The Mountain Club of South Africa – Seach and Rescue in general
The MCSA is a nation wide organisation that has 14 sections throughout the country, 6 of which have very active Search and Rescue Teams. Two of those teams, here in the Western Cape, are part of the WSAR umbrella, namely the Cape Town team and the Hottentots Holland team:
Cape Town Section in general
The Mountain Club of South Africa (MCSA) engages in mountaineering, climbing of all types, bouldering, hiking, international expeditions, mountain search and rescue, training, conservation of mountain areas, and procurement of access for mountaineering. The MCSA is divided into 14 geographical sections and owns a multitude of pristine mountain huts and nature-area properties across South Africa. The MCSA Cape Town (CT) section alone organises over 200 meets every year, with something for everyone. The MCSA was founded in 1891 and is one of only two mountain clubs in Africa which are affiliated to the world mountaineering body, the UIAA.The Mountain Rescue groups, under the aegis of the Mountain Club of South Africa, undertake to provide an effective and efficient Mountain Search and Rescue service as a voluntary and free service to those in need of assistance, irrespective of race, gender or creed. Our objectives are described in more detail here.

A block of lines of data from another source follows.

//! Sigex CLI - Command-line interface for sigex
//!
//! Provides `sigex config collab`, `sigex config api`, `sigex config extensions`
//! and the type listings. The `config collab edit <api>` subcommands are
//! generated at startup from the registered collab schemas.

mod commands;

use clap::{CommandFactory, FromArgMatches, Parser, Subcommand};
use std::ffi::OsString;
use std::path::PathBuf;
use tracing::debug;
use tracing_subscriber::EnvFilter;

use sigex_core::command::CommandSurface;
use sigex_core::extension::ExtensionCatalog;
use sigex_core::storage::Database;
use sigex_core::{Settings, SigexError};

use commands::api::ApiCommands;
use commands::collab::CollabCommands;
use commands::extensions::ExtensionCommands;
use commands::types::ListAction;

const DATA_DIR_FLAG: &str = "--data-dir";
const DB_FILE: &str = "sigex.db";

#[derive(Parser)]
#[command(name = "sigex")]
#[command(about = "sigex - signal exchange configuration")]
#[command(version)]
struct Cli {
    /// Directory holding the sigex database (default: $SIGEX_HOME or ~/.sigex)
    #[arg(long, global = true, value_name = "PATH")]
    data_dir: Option<PathBuf>,

    /// Log debug output to stderr
    #[arg(short, long, global = true)]
    verbose: bool,

    #[command(subcommand)]
    command: Commands,
}

#[derive(Subcommand)]
enum Commands {
    /// Configure the CLI
    Config {
        #[command(subcommand)]
        action: ConfigCommands,
    },
}

#[derive(Subcommand)]
enum ConfigCommands {
    /// Create, edit, list and delete collaborations (lists by default)
    Collab {
        #[command(subcommand)]
        action: Option<CollabCommands>,
    },
    /// View available signal types
    Signal {
        #[arg(value_enum, default_value = "list")]
        action: ListAction,
    },
    /// View available content types
    Content {
        #[arg(value_enum, default_value = "list")]
        action: ListAction,
    },
    /// Configure and view available signal exchange APIs
    Api {
        #[command(subcommand)]
        action: Option<ApiCommands>,
    },
    /// Manage extension modules
    Extensions {
        #[command(subcommand)]
        action: ExtensionCommands,
    },
}

fn main() {
    let args: Vec<OsString> = std::env::args_os().collect();
    init_logging(args.iter().any(|a| a == "-v" || a == "--verbose"));

    let data_dir = match get_data_dir(data_dir_arg(&args)) {
        Ok(dir) => dir,
        Err(e) => exit_with(e.as_ref()),
    };
    let db = match open_database(&data_dir) {
        Ok(db) => db,
        Err(e) => exit_with(e.as_ref()),
    };
    let settings = match Settings::load(&db, ExtensionCatalog::builtin()) {
        Ok(settings) => settings,
        Err(e) => exit_with(&e),
    };

    let surfaces = match settings.apis().surfaces() {
        Ok(surfaces) => surfaces,
        Err(e) => exit_with(&e),
    };
    let command = match commands::collab::with_edit_surfaces(Cli::command(), &surfaces) {
        Ok(command) => command,
        Err(e) => exit_with(&e),
    };
    let matches = command.try_get_matches_from(args).unwrap_or_else(|e| e.exit());
    let cli = Cli::from_arg_matches(&matches).unwrap_or_else(|e| e.exit());

    debug!(
        flag = ?cli.data_dir,
        data_dir = %data_dir.display(),
        verbose = cli.verbose,
        "Parsed command line"
    );

    let result = match cli.command {
        Commands::Config { action } => run_config_command(action, &settings, &surfaces, &matches),
    };
    if let Err(e) = result {
        exit_with(e.as_ref());
    }
}

fn run_config_command(
    action: ConfigCommands,
    settings: &Settings<'_>,
    surfaces: &[CommandSurface],
    matches: &clap::ArgMatches,
) -> Result<(), Box<dyn std::error::Error>> {
    match action {
        ConfigCommands::Collab { action } => commands::collab::execute(
            action.unwrap_or(CollabCommands::List),
            settings,
            surfaces,
            matches,
        ),
        ConfigCommands::Signal { action } => commands::types::execute_signal(action, settings),
        ConfigCommands::Content { action } => commands::types::execute_content(action, settings),
        ConfigCommands::Api { action } => commands::api::execute(action, settings),
        ConfigCommands::Extensions { action } => commands::extensions::execute(action, settings),
    }
}

/// Initialise stderr logging: `RUST_LOG` wins, then `--verbose`, else warnings only
fn init_logging(verbose: bool) {
    let default = if verbose { "debug" } else { "warn" };
    let filter = EnvFilter::try_from_default_env().unwrap_or_else(|_| EnvFilter::new(default));

    tracing_subscriber::fmt()
        .with_env_filter(filter)
        .with_writer(std::io::stderr)
        .with_target(false)
        .init();
}

/// Print the error and exit with its code
fn exit_with(e: &(dyn std::error::Error + 'static)) -> ! {
    eprintln!("Error: {e}");
    let code = e.downcast_ref::<SigexError>().map_or(1, SigexError::exit_code);
    std::process::exit(code);
}

/// `--data-dir` has to be known before the full command can be built
fn data_dir_arg(args: &[OsString]) -> Option<PathBuf> {
    let mut iter = args.iter().skip(1);
    while let Some(arg) = iter.next() {
        let arg = arg.to_string_lossy();
        if arg == "--" {
            break;
        }
        if arg == DATA_DIR_FLAG {
            return iter.next().map(PathBuf::from);
        }
        if let Some(value) = arg.strip_prefix("--data-dir=") {
            return Some(PathBuf::from(value));
        }
    }
    None
}

/// Resolve the data directory: flag, then `SIGEX_HOME`, then `~/.sigex`
fn get_data_dir(flag: Option<PathBuf>) -> Result<PathBuf, Box<dyn std::error::Error>> {
    if let Some(dir) = flag {
        return Ok(dir);
    }
    if let Some(dir) = std::env::var_os("SIGEX_HOME").filter(|d| !d.is_empty()) {
        return Ok(PathBuf::from(dir));
    }

    // Try HOME first (Unix), then USERPROFILE (Windows)
    let home = std::env::var_os("HOME")
        .or_else(|| std::env::var_os("USERPROFILE"))
        .map(PathBuf::from)
        .or_else(dirs::home_dir)
        .ok_or("HOME or USERPROFILE environment variable not set")?;
    Ok(home.join(".sigex"))
}

fn open_database(data_dir: &std::path::Path) -> Result<Database, Box<dyn std::error::Error>> {
    std::fs::create_dir_all(data_dir)?;
    Ok(Database::open(&data_dir.join(DB_FILE))?)
}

Search and Rescue group in Cape Town
The team consists of approximately 70 members, all trained in various aspects of mountaineering, first aid and technical rope rescue. Training is carried out throughout the year and members work closely with other organisations operating under the WSAR (Wilderness Search & Rescue) banner, such as Metro Rescue, the South African Air Force, the 4×4 Club and the South African Speleological Association.
We are always looking for new recruits to the MCSA Mountain Rescue team – to strengthen the team, introduce new skills and replace members who have moved away.
Search and Rescue of the Hottentots Holland Section
Our section runs a very active search and rescue field team that trains every second Wednesday night and every second month on a weekend with other rescue teams. In size our group varies between 17 and 25 volunteers. The training focuses on patient location (search theory and praxis), technical rope rigging (physics involved and practical implementation); packaging and extraction of patients (first aid and medical); navigation and radio communication. We have a mentee/mentor system that requires you to learn for about a year and a half before you will be deployed into a real rescue.